A colleague recently compared (so-called) heroic stands of faith to Don Quixote. Someone thinks they will change the world by a controversial tweet or blog post. They think themselves to be like Athanasius, contra Mundum—against the whole world! Never mind that Athanasius never stood as an individual against the world, but worked with whole teams of peoples and congregations across the Roman World.
But here the facts do not matter. The point is the heroic stand. And the kind of heroic stand I am talking about often ends up with a knight tilting at windmills, thinking himself to be slaying a giant when he in reality has done nothing at all. Worse, he might have even hurt the cause which he putatively aims to support.
Heroic Stands
Over the years, Christians have mocked or attacked trivial things as man buns and the length of hair on men. Too bad for Hudson Taylor, who styled his hair into something akin to a ponytail, or Samson, whose hair flowed long because of his Nazirite vow (Judges 13:5), or John Owen, whose flowing locks border on the comical.
Such foolhardy statements flow, I fear, from a heart desperate to be the hero of the story. In some circles, the only way to be a hero is to be against something or someone. How else can you galvanize a community, if not by being against some hated person or entity?
This againstness becomes a self-made trap. To gain followers and remain the hero, one must constantly find new dragons to slay. If the dragons die, then the story of the heroic knight dies too. No more book sales, no more conferences, no more internet fame. How can you get the amens from the congregation, unless you attack the enemy everyone already despises?

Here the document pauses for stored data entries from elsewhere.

//! Message carousel controller.
//!
//! The controller owns a fixed, non-empty list of messages and the index of
//! the active one. Navigation is two-phase:
//!
//! 1. [`CarouselController::go_to`] (and `next`/`previous`) moves the index,
//!    asks the view to play its exit animation and hands back a
//!    [`Transition`] ticket.
//! 2. After the settle delay the caller passes the ticket to
//!    [`CarouselController::complete`], which swaps the text, plays the entry
//!    animation and publishes the new [`Position`].
//!
//! Every navigation supersedes the previous ticket. Completing a stale ticket
//! is a no-op, so rapid clicks always settle on the last requested message.
//!
//! ```rust,ignore
//! use vitrine_core::carousel::{CarouselController, MessageList};
//!
//! let messages = MessageList::new(["A", "B", "C"])?;
//! let mut carousel = CarouselController::new(messages, view);
//! if let Some(transition) = carousel.next() {
//!     // ... wait for the exit animation ...
//!     carousel.complete(transition);
//! }
//! ```

#[cfg(feature = "runtime")]
pub mod driver;

use serde::{Deserialize, Serialize};
use tracing::debug;

use crate::error::{Error, Result};

/// Ordered, non-empty list of carousel messages.
#[derive(Debug, Clone, PartialEq, Eq, Serialize, Deserialize)]
#[serde(try_from = "Vec<String>", into = "Vec<String>")]
pub struct MessageList(Vec<String>);

// A message list is never empty, so there is no `is_empty`.
#[allow(clippy::len_without_is_empty)]
impl MessageList {
    /// Build a message list.
    ///
    /// # Errors
    ///
    /// Returns [`Error::EmptyMessageList`] if `messages` yields nothing.
    pub fn new<I, S>(messages: I) -> Result<Self>
    where
        I: IntoIterator<Item = S>,
        S: Into<String>,
    {
        let messages: Vec<String> = messages.into_iter().map(Into::into).collect();
        if messages.is_empty() {
            return Err(Error::EmptyMessageList);
        }
        Ok(Self(messages))
    }

    /// Number of messages (always at least one).
    #[must_use]
    pub fn len(&self) -> usize {
        self.0.len()
    }

    /// Index of the last message.
    #[must_use]
    pub fn last_index(&self) -> usize {
        self.0.len() - 1
    }

    /// Message at `index`, if in range.
    #[must_use]
    pub fn get(&self, index: usize) -> Option<&str> {
        self.0.get(index).map(String::as_str)
    }

    /// Iterate over the messages in order.
    pub fn iter(&self) -> impl Iterator<Item = &str> {
        self.0.iter().map(String::as_str)
    }

    /// The messages as a slice.
    #[must_use]
    pub fn as_slice(&self) -> &[String] {
        &self.0
    }
}

impl TryFrom<Vec<String>> for MessageList {
    type Error = Error;

    fn try_from(messages: Vec<String>) -> Result<Self> {
        Self::new(messages)
    }
}

impl From<MessageList> for Vec<String> {
    fn from(list: MessageList) -> Self {
        list.0
    }
}

/// Where the carousel currently stands.
///
/// Drives the indicator dots and the enabled state of the navigation buttons.
#[derive(Debug, Clone, Copy, PartialEq, Eq, Serialize, Deserialize)]
pub struct Position {
    /// Index of the active message.
    pub index: usize,
    /// Total number of messages.
    pub len: usize,
}

impl Position {
    /// The "previous" button is disabled on the first message.
    #[must_use]
    pub const fn previous_disabled(&self) -> bool {
        self.index == 0
    }

    /// The "next" button is disabled on the last message.
    #[must_use]
    pub const fn next_disabled(&self) -> bool {
        self.index + 1 >= self.len
    }

    /// Whether indicator `dot` should be marked active.
    #[must_use]
    pub const fn is_active(&self, dot: usize) -> bool {
        self.index == dot
    }
}

/// Ticket for an in-flight navigation.
///
/// Returned by the navigation operations and redeemed with
/// [`CarouselController::complete`] once the exit animation has played.
#[derive(Debug, Clone, Copy, PartialEq, Eq)]
#[must_use = "a transition only renders once it is completed"]
pub struct Transition {
    generation: u64,
    target: usize,
}

impl Transition {
    /// Index this transition navigates to.
    #[must_use]
    pub const fn target(&self) -> usize {
        self.target
    }
}

/// Rendering collaborator for the carousel.
#[cfg_attr(test, mockall::automock)]
pub trait CarouselView {
    /// Play the exit animation of the message card.
    fn begin_transition(&mut self);

    /// Replace the displayed message text.
    fn show_message(&mut self, message: &str);

    /// Play the entry animation of the message card.
    fn end_transition(&mut self);

    /// Mark the active indicator and enable/disable the navigation buttons.
    fn update_position(&mut self, position: Position);
}

/// Owns the carousel index and mediates transitions for one page.
#[derive(Debug)]
pub struct CarouselController<V> {
    messages: MessageList,
    current_index: usize,
    generation: u64,
    pending: Option<Transition>,
    view: V,
}

impl<V: CarouselView> CarouselController<V> {
    /// Create a controller positioned on the first message.
    ///
    /// Nothing is rendered until [`Self::show_initial`] or a navigation
    /// completes.
    pub const fn new(messages: MessageList, view: V) -> Self {
        Self {
            messages,
            current_index: 0,
            generation: 0,
            pending: None,
            view,
        }
    }

    /// Render the current message without an exit phase.
    ///
    /// Used once the page intro has played. Any pending transition is
    /// superseded.
    pub fn show_initial(&mut self) {
        self.generation = self.generation.wrapping_add(1);
        self.pending = None;
        self.render();
    }

    /// Navigate to `index`.
    ///
    /// Out-of-range indexes are ignored and return `None`. Otherwise the
    /// index moves immediately, the view is told to start its exit
    /// animation, and the returned ticket must be passed to
    /// [`Self::complete`] after the settle delay.
    pub fn go_to(&mut self, index: usize) -> Option<Transition> {
        if index >= self.messages.len() {
            debug!(
                index,
                len = self.messages.len(),
                "Ignoring out-of-range carousel navigation"
            );
            return None;
        }

        self.current_index = index;
        self.generation = self.generation.wrapping_add(1);
        let transition = Transition {
            generation: self.generation,
            target: index,
        };
        if let Some(superseded) = self.pending.replace(transition) {
            debug!(
                superseded = superseded.target,
                index,
                "Superseding pending carousel transition"
            );
        }

        self.view.begin_transition();
        Some(transition)
    }

    /// Navigate to the following message. No-op on the last one.
    pub fn next(&mut self) -> Option<Transition> {
        self.go_to(self.current_index + 1)
    }

    /// Navigate to the preceding message. No-op on the first one.
    pub fn previous(&mut self) -> Option<Transition> {
        self.current_index
            .checked_sub(1)
            .and_then(|index| self.go_to(index))
    }

    /// Finish a navigation once the exit animation has played.
    ///
    /// Returns `false` (and renders nothing) if `transition` was superseded
    /// by a later navigation.
    pub fn complete(&mut self, transition: Transition) -> bool {
        if self.pending != Some(transition) {
            debug!(
                index = transition.target,
                "Dropping stale carousel transition"
            );
            return false;
        }
        self.pending = None;
        self.render();
        true
    }

    fn render(&mut self) {
        let message = &self.messages.0[self.current_index];
        self.view.show_message(message);
        self.view.end_transition();
        self.view.update_position(Position {
            index: self.current_index,
            len: self.messages.len(),
        });
    }
}

impl<V> CarouselController<V> {
    /// Index of the active message.
    #[must_use]
    pub const fn current_index(&self) -> usize {
        self.current_index
    }

    /// Number of messages.
    #[must_use]
    pub fn len(&self) -> usize {
        self.messages.len()
    }

    /// Always `false`; see [`MessageList`].
    #[must_use]
    pub const fn is_empty(&self) -> bool {
        false
    }

    /// Text of the active message.
    #[must_use]
    pub fn current_message(&self) -> &str {
        &self.messages.0[self.current_index]
    }

    /// Current position for indicators and buttons.
    #[must_use]
    pub fn position(&self) -> Position {
        Position {
            index: self.current_index,
            len: self.messages.len(),
        }
    }

    /// Whether a navigation is waiting for [`Self::complete`].
    #[must_use]
    pub const fn is_pending(&self) -> bool {
        self.pending.is_some()
    }

    /// The message list.
    #[must_use]
    pub const fn messages(&self) -> &MessageList {
        &self.messages
    }

    /// The rendering collaborator.
    #[must_use]
    pub const fn view(&self) -> &V {
        &self.view
    }

    /// Mutable access to the rendering collaborator.
    pub const fn view_mut(&mut self) -> &mut V {
        &mut self.view
    }
}
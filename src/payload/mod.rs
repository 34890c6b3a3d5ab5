//! Normalization boundary for loosely-shaped external payloads.
//!
//! Tracking feeds, alert feeds and UI callers all speak slightly different
//! dialects (`agent_id` vs `id` vs `user_id`, `lat` vs `latitude`, ...).
//! Every fallback chain lives here, once; the rest of the crate only sees
//! typed records.

use serde_json::{Map, Value};

use crate::model::{durable_id, ManualMarker, PendingMarker, TacticalZone};

/// Extract an identity from the first present key.
/// Accepts strings and numbers; numbers are stringified.
fn ident_from(raw: &Value, keys: &[&str]) -> Option<String> {
    for key in keys {
        match raw.get(*key) {
            Some(Value::String(s)) if !s.is_empty() => return Some(s.clone()),
            Some(Value::Number(n)) => return Some(n.to_string()),
            _ => {}
        }
    }
    None
}

/// Extract a finite coordinate from the first *present* key.
/// A present-but-malformed value does not fall through to later aliases.
fn coord_from(raw: &Value, keys: &[&str]) -> Option<f64> {
    for key in keys {
        let Some(value) = raw.get(*key) else { continue };
        let parsed = match value {
            Value::Number(n) => n.as_f64(),
            Value::String(s) => s.parse::<f64>().ok(),
            _ => None,
        };
        return parsed.filter(|f| f.is_finite());
    }
    None
}

/// Validated position update.
#[derive(Clone, Debug, PartialEq)]
pub struct PositionUpdate {
    pub agent_id: String,
    pub lat: f64,
    pub lon: f64,
    /// Full original object, merged into the agent's attribute overlay.
    pub attrs: Map<String, Value>,
}

impl PositionUpdate {
    /// Returns `None` when identity is absent or a coordinate is not a
    /// finite number; callers drop such updates silently.
    pub fn from_value(raw: &Value) -> Option<Self> {
        let agent_id = ident_from(raw, &["agent_id", "id", "user_id"])?;
        let lat = coord_from(raw, &["lat", "latitude"])?;
        let lon = coord_from(raw, &["lon", "longitude"])?;
        let attrs = raw.as_object().cloned().unwrap_or_default();
        Some(Self {
            agent_id,
            lat,
            lon,
            attrs,
        })
    }
}

/// Agent identity aliases without the coordinate requirement
/// (attribute-only updates).
pub fn agent_ref(raw: &Value) -> Option<String> {
    ident_from(raw, &["agent_id", "id", "user_id"])
}

/// Generic entity identity aliases (incidents, pending markers).
pub fn entity_ref(raw: &Value) -> Option<String> {
    ident_from(raw, &["id", "incident_id", "pending", "pending_id"])
}

/// First boolean among the known zone-violation aliases, else the caller's
/// fallback, else `false`.
pub fn violation_flag(raw: &Value, fallback: Option<bool>) -> bool {
    for key in [
        "isViolation",
        "violation",
        "in_violation",
        "zone_violation",
        "inside_polygon",
    ] {
        if let Some(Value::Bool(b)) = raw.get(key) {
            return *b;
        }
    }
    fallback.unwrap_or(false)
}

/// Normalized threat alert payload.
#[derive(Clone, Debug)]
pub struct AlertPayload {
    pub id: String,
    pub severity: String,
    pub secret_type: String,
    pub object_ref: String,
    pub snippet: String,
    pub fields: Map<String, Value>,
}

impl AlertPayload {
    pub fn from_value(raw: &Value) -> Self {
        let id = ident_from(raw, &["id"]).unwrap_or_else(|| durable_id("threat"));
        let severity = raw
            .get("severity")
            .and_then(Value::as_str)
            .unwrap_or("UNKNOWN")
            .to_string();
        let secret_type = raw
            .get("secret_type")
            .and_then(Value::as_str)
            .unwrap_or("unknown")
            .to_uppercase();
        let object_ref = match raw.get("object_id") {
            Some(Value::String(s)) => s.clone(),
            Some(Value::Number(n)) => n.to_string(),
            _ => "N/A".to_string(),
        };
        let snippet = raw
            .get("snippet")
            .and_then(Value::as_str)
            .unwrap_or_default()
            .to_string();
        let fields = raw.as_object().cloned().unwrap_or_default();
        Self {
            id,
            severity,
            secret_type,
            object_ref,
            snippet,
            fields,
        }
    }

    /// Human-readable line mirrored into the incident log.
    pub fn description(&self) -> String {
        format!(
            "[DARKNET_DUMP] Leak: {} | Target: OBJ_{} | Dump: {}",
            self.secret_type, self.object_ref, self.snippet
        )
    }
}

/// Build a zone from a free-form payload, minting an id when absent.
pub fn zone_from_value(raw: Value) -> TacticalZone {
    let id = entity_ref(&raw).unwrap_or_else(|| durable_id("zone"));
    let mut properties = raw.as_object().cloned().unwrap_or_default();
    properties.remove("id");
    TacticalZone { id, properties }
}

/// Build a marker from a free-form payload, minting an id when absent.
/// Missing or malformed coordinates default to the origin; the UI always
/// supplies them in practice.
pub fn marker_from_value(raw: Value) -> ManualMarker {
    let id = entity_ref(&raw).unwrap_or_else(|| durable_id("marker"));
    let lat = coord_from(&raw, &["lat", "latitude"]).unwrap_or(0.0);
    let lon = coord_from(&raw, &["lon", "longitude"]).unwrap_or(0.0);
    let mut properties = raw.as_object().cloned().unwrap_or_default();
    properties.remove("id");
    ManualMarker {
        id,
        lat,
        lon,
        properties,
    }
}

/// Build a pending marker from a discovery payload.
pub fn pending_marker_from_value(raw: Value) -> PendingMarker {
    let id = entity_ref(&raw).unwrap_or_else(|| durable_id("pending"));
    let mut properties = raw.as_object().cloned().unwrap_or_default();
    properties.remove("id");
    PendingMarker { id, properties }
}
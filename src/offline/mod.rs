use std::collections::VecDeque;

use serde_json::{Map, Value};

use crate::model::{ManualMarker, TacticalZone};

/// Durable mutation intent captured while disconnected.
///
/// Intents rather than closures: replay stays inspectable, loggable and
/// serializable, and a failed intent cannot poison the ones behind it.
#[derive(Clone, Debug)]
pub enum PendingOp {
    AddZone(TacticalZone),
    RemoveZone(String),
    AddMarker(ManualMarker),
    UpdateMarker { id: String, fields: Map<String, Value> },
    DeleteMarker(String),
}

/// FIFO queue of durable mutations awaiting reconnect.
#[derive(Default)]
pub struct OfflineQueue {
    pending: VecDeque<PendingOp>,
}

impl OfflineQueue {
    pub fn new() -> Self {
        Self::default()
    }

    pub fn enqueue(&mut self, op: PendingOp) {
        self.pending.push_back(op);
    }

    /// Remove and return the next intent. The caller executes it *after*
    /// removal, so a failure partway through a flush never re-runs
    /// already-applied intents.
    pub fn next(&mut self) -> Option<PendingOp> {
        self.pending.pop_front()
    }

    pub fn len(&self) -> usize {
        self.pending.len()
    }

    pub fn is_empty(&self) -> bool {
        self.pending.is_empty()
    }
}
use serde::{Deserialize, Serialize};

/// Raw status values surfaced by the replication transport.
#[derive(Clone, Copy, Debug, PartialEq, Eq, Serialize, Deserialize)]
#[serde(rename_all = "lowercase")]
pub enum TransportStatus {
    Connected,
    Connecting,
    Disconnected,
}

/// Two-state connectivity exposed to subscribers. `connecting` counts as
/// disconnected: durable mutations keep queueing until the channel is up.
#[derive(Clone, Copy, Debug, PartialEq, Eq, Serialize, Deserialize)]
#[serde(rename_all = "lowercase")]
pub enum PeerStatus {
    Connected,
    Disconnected,
}

/// Edge produced by a status event, used to drive the offline queue flush.
#[derive(Clone, Copy, Debug, PartialEq, Eq)]
pub enum Transition {
    CameOnline,
    WentOffline,
}

/// Tracks transport connectivity, event-driven (never polled).
pub struct SessionMonitor {
    status: PeerStatus,
}

impl SessionMonitor {
    pub fn new() -> Self {
        Self {
            status: PeerStatus::Disconnected,
        }
    }

    pub fn status(&self) -> PeerStatus {
        self.status
    }

    pub fn is_connected(&self) -> bool {
        self.status == PeerStatus::Connected
    }

    /// Apply a transport status event; returns the edge, if any. The
    /// offline→online edge fires at most once per reconnect, so the
    /// queue flush it triggers runs exactly once.
    pub fn apply(&mut self, status: TransportStatus) -> Option<Transition> {
        let next = match status {
            TransportStatus::Connected => PeerStatus::Connected,
            TransportStatus::Connecting | TransportStatus::Disconnected => {
                PeerStatus::Disconnected
            }
        };
        let transition = match (self.status, next) {
            (PeerStatus::Disconnected, PeerStatus::Connected) => Some(Transition::CameOnline),
            (PeerStatus::Connected, PeerStatus::Disconnected) => Some(Transition::WentOffline),
            _ => None,
        };
        self.status = next;
        transition
    }
}

impl Default for SessionMonitor {
    fn default() -> Self {
        Self::new()
    }
}
use anyhow::anyhow;
use chrono::{DateTime, Utc};
use serde::Serialize;
use serde_json::{Map, Value};
use tokio::sync::broadcast;
use tracing::{debug, info, warn};
use uuid::Uuid;

use crate::clients::{ClientError, ObjectsClient, SavedObject};
use crate::cluster::{self, Bounds, ClusterFeature, ClusterPoint};
use crate::config::{ClusterConfig, TacsyncConfig};
use crate::model::{
    Agent, Incident, ManualMarker, MarkerDraft, PendingMarker, TacticalZone, ThreatAlert, Track,
};
use crate::offline::{OfflineQueue, PendingOp};
use crate::payload;
use crate::replica::ReplicatedSequence;
use crate::session::{PeerStatus, SessionMonitor, Transition, TransportStatus};
use crate::tracker::EphemeralTracker;
use crate::transport::{ReplicaOp, ReplicationTransport};

#[cfg(test)]
mod tests;

/// Immutable combined-state snapshot published to subscribers.
/// Versions increase strictly; a batched update yields exactly one.
#[derive(Clone, Debug, Serialize)]
pub struct TacticalSnapshot {
    pub version: u64,
    pub peer_status: PeerStatus,
    pub agents: BTreeMap<String, Agent>,
    pub tracks: BTreeMap<String, Track>,
    pub threat_alerts: BTreeMap<String, ThreatAlert>,
    pub incidents: Vec<Incident>,
    pub tactical_zones: Vec<TacticalZone>,
    pub manual_markers: Vec<ManualMarker>,
    pub pending_markers: Vec<PendingMarker>,
    pub draft_marker: Option<MarkerDraft>,
}

struct Core {
    tracker: EphemeralTracker,
    zones: ReplicatedSequence<TacticalZone>,
    markers: ReplicatedSequence<ManualMarker>,
    pending_markers: Vec<PendingMarker>,
    draft: Option<MarkerDraft>,
    queue: OfflineQueue,
    session: SessionMonitor,
    version: u64,
}

/// Single coordination point for the shared operational picture.
///
/// Explicitly constructed and dependency-injected: config and transport
/// arrive at construction, there are no globals. All state lives behind
/// one lock, so every accepted mutation is atomic with respect to the
/// snapshot it publishes; async timer and network callbacks re-enter
/// through the same lock and can never interleave with a mutation.
pub struct TacticalState {
    inner: Mutex<Core>,
    snapshot_tx: broadcast::Sender<Arc<TacticalSnapshot>>,
    transport: Arc<dyn ReplicationTransport>,
    cluster_cfg: ClusterConfig,
}
use std::cmp::Reverse;
use std::collections::{BinaryHeap, HashMap};

use chrono::{DateTime, Duration, Utc};
use serde_json::Value;
use tracing::debug;

use crate::config::TrackerConfig;
use crate::model::{durable_id, Agent, Incident, IncidentPriority, ThreatAlert, Track};
use crate::payload::{self, AlertPayload, PositionUpdate};


/// Bounded ephemeral state: live agent positions, capped trajectory
/// history, TTL-bound threat alerts and the incident log.
///
/// Nothing here is replicated or persisted. Alert expiry is an explicit
/// min-heap of `(deadline, id)` drained by the owner's scheduler tick, so
/// tests control time fully; every method takes `now` for the same reason.
pub struct EphemeralTracker {
    cfg: TrackerConfig,
    pub(crate) agents: HashMap<String, Agent>,
    pub(crate) tracks: HashMap<String, Track>,
    pub(crate) alerts: HashMap<String, ThreatAlert>,
    /// Newest first, capped at `incident_capacity`.
    pub(crate) incidents: Vec<Incident>,
    expiry: BinaryHeap<Reverse<(DateTime<Utc>, String)>>,
}

impl EphemeralTracker {
    pub fn new(cfg: TrackerConfig) -> Self {
        Self {
            cfg,
            agents: HashMap::new(),
            tracks: HashMap::new(),
            alerts: HashMap::new(),
            incidents: Vec::new(),
            expiry: BinaryHeap::new(),
        }
    }

    /// Apply a raw position update. Invalid payloads are dropped silently
    /// (state unchanged); returns whether state changed.
    pub fn update_position(&mut self, raw: &Value, now: DateTime<Utc>) -> bool {
        let Some(update) = PositionUpdate::from_value(raw) else {
            debug!("position update dropped: missing identity or non-finite coordinates");
            return false;
        };
        self.apply_position(update, raw, now);
        true
    }

    /// Apply each update in order. The caller publishes a single snapshot
    /// for the whole batch.
    pub fn batch_update_positions(&mut self, raws: &[Value], now: DateTime<Utc>) -> bool {
        let mut changed = false;
        for raw in raws {
            changed |= self.update_position(raw, now);
        }
        changed
    }

    fn apply_position(&mut self, update: PositionUpdate, raw: &Value, now: DateTime<Utc>) {
        let agent = self
            .agents
            .entry(update.agent_id.clone())
            .or_insert_with(|| Agent {
                id: update.agent_id.clone(),
                lat: None,
                lon: None,
                is_violation: false,
                status: None,
                last_seen: now,
                attrs: serde_json::Map::new(),
            });

        for (key, value) in update.attrs {
            agent.attrs.insert(key, value);
        }
        if let Some(status) = agent.attrs.get("status").and_then(Value::as_str) {
            agent.status = Some(status.to_string());
        }
        agent.is_violation = payload::violation_flag(raw, Some(agent.is_violation));
        agent.lat = Some(update.lat);
        agent.lon = Some(update.lon);
        agent.last_seen = now;

        let track = self
            .tracks
            .entry(update.agent_id.clone())
            .or_insert_with(|| Track {
                agent_id: update.agent_id.clone(),
                path: Vec::new(),
            });
        track.path.push([update.lon, update.lat]);
        if track.path.len() > self.cfg.track_capacity {
            let excess = track.path.len() - self.cfg.track_capacity;
            track.path.drain(..excess);
        }
    }

    /// Attribute-only merge (no track append): status, violation flag and
    /// arbitrary fields. Coordinates are updated only when present and
    /// finite.
    pub fn update_agent(&mut self, raw: &Value, now: DateTime<Utc>) -> bool {
        let Some(agent_id) = payload::agent_ref(raw) else {
            debug!("agent update dropped: missing identity");
            return false;
        };

        let agent = self.agents.entry(agent_id.clone()).or_insert_with(|| Agent {
            id: agent_id.clone(),
            lat: None,
            lon: None,
            is_violation: false,
            status: None,
            last_seen: now,
            attrs: serde_json::Map::new(),
        });

        agent.is_violation = payload::violation_flag(raw, Some(agent.is_violation));
        if let Some(fields) = raw.as_object() {
            for (key, value) in fields {
                agent.attrs.insert(key.clone(), value.clone());
            }
        }
        if let Some(update) = PositionUpdate::from_value(raw) {
            agent.lat = Some(update.lat);
            agent.lon = Some(update.lon);
        }
        if let Some(status) = raw.get("status").and_then(Value::as_str) {
            agent.status = Some(status.to_string());
        }
        agent.last_seen = now;
        true
    }

    /// Store a threat alert, schedule its removal one TTL from now, and
    /// mirror it into the incident log.
    ///
    /// Re-ingesting an identity does NOT cancel the earlier deadline: each
    /// ingestion pushes its own expiry entry and the earliest one fires.
    pub fn ingest_alert(&mut self, raw: &Value, now: DateTime<Utc>) -> bool {
        if !raw.is_object() {
            debug!("alert dropped: payload is not an object");
            return false;
        }
        let alert = AlertPayload::from_value(raw);

        self.alerts.insert(
            alert.id.clone(),
            ThreatAlert {
                id: alert.id.clone(),
                severity: alert.severity.clone(),
                created_at: now,
                payload: alert.fields.clone(),
            },
        );
        let deadline = now + Duration::seconds(self.cfg.alert_ttl_secs);
        self.expiry.push(Reverse((deadline, alert.id.clone())));

        let priority = if alert.severity == "CRITICAL" {
            IncidentPriority::Critical
        } else {
            IncidentPriority::High
        };
        self.push_incident(Incident {
            id: alert.id.clone(),
            priority,
            timestamp: now,
            description: alert.description(),
            extra: serde_json::Map::new(),
        });
        true
    }

    /// Idempotent; no-op when the alert is absent.
    pub fn remove_alert(&mut self, id: &str) -> bool {
        self.alerts.remove(id).is_some()
    }

    /// Pop every due expiry entry and remove the matching alerts. Entries
    /// whose alert was already removed are discarded quietly.
    pub fn drain_expired(&mut self, now: DateTime<Utc>) -> usize {
        let mut removed = 0;
        loop {
            match self.expiry.peek() {
                Some(Reverse((deadline, _))) if *deadline <= now => {}
                _ => break,
            }
            if let Some(Reverse((_, id))) = self.expiry.pop() {
                if self.alerts.remove(&id).is_some() {
                    debug!(alert = %id, "threat alert expired");
                    removed += 1;
                }
            }
        }
        removed
    }

    /// Direct incident ingestion. Identity is minted when absent.
    pub fn upsert_incident(&mut self, raw: &Value, now: DateTime<Utc>) -> bool {
        let Some(fields) = raw.as_object() else {
            return false;
        };
        let id = payload::entity_ref(raw).unwrap_or_else(|| durable_id("incident"));
        let priority = match raw.get("priority").and_then(Value::as_str) {
            Some("CRITICAL") => IncidentPriority::Critical,
            _ => IncidentPriority::High,
        };
        let description = raw
            .get("description")
            .and_then(Value::as_str)
            .unwrap_or_default()
            .to_string();
        self.push_incident(Incident {
            id,
            priority,
            timestamp: now,
            description,
            extra: fields.clone(),
        });
        true
    }

    pub fn remove_incident(&mut self, id: &str) -> bool {
        let before = self.incidents.len();
        self.incidents.retain(|incident| incident.id != id);
        self.incidents.len() != before
    }

    /// Deduplicate by id: merge into the existing record in place so the
    /// original log position is preserved; otherwise prepend and truncate.
    fn push_incident(&mut self, incident: Incident) {
        if let Some(existing) = self.incidents.iter_mut().find(|i| i.id == incident.id) {
            existing.priority = incident.priority;
            existing.timestamp = incident.timestamp;
            if !incident.description.is_empty() {
                existing.description = incident.description;
            }
            for (key, value) in incident.extra {
                existing.extra.insert(key, value);
            }
            return;
        }
        self.incidents.insert(0, incident);
        self.incidents.truncate(self.cfg.incident_capacity);
    }
}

I wonder how we might survive an encounter with Jesus, who once said that “if anyone forces you to go one mile, go with him two miles” (Matt 5:41). As historian Michael Haykin recently explained:
This text is grounded in the brutal military tactics of the tyrannical regime of the Roman Empire. The Roman army, with its ubiquitous and endless need for transport, would often force citizens to carry equipment etc. It was a vicious and an ever-present reminder of the brutality of Roman rule, or pax Romana, as the Roman ruling elite called it (did the ordinary citizen experience it as such?).
Western Christians, raised on a pervasive diet of rights, etc., react to this saying, if they truly understand it, with disbelief. Surely, Jesus, the Son of the Lord of the Jewish people who commanded the slaying of tyrannical rulers, would command a different path?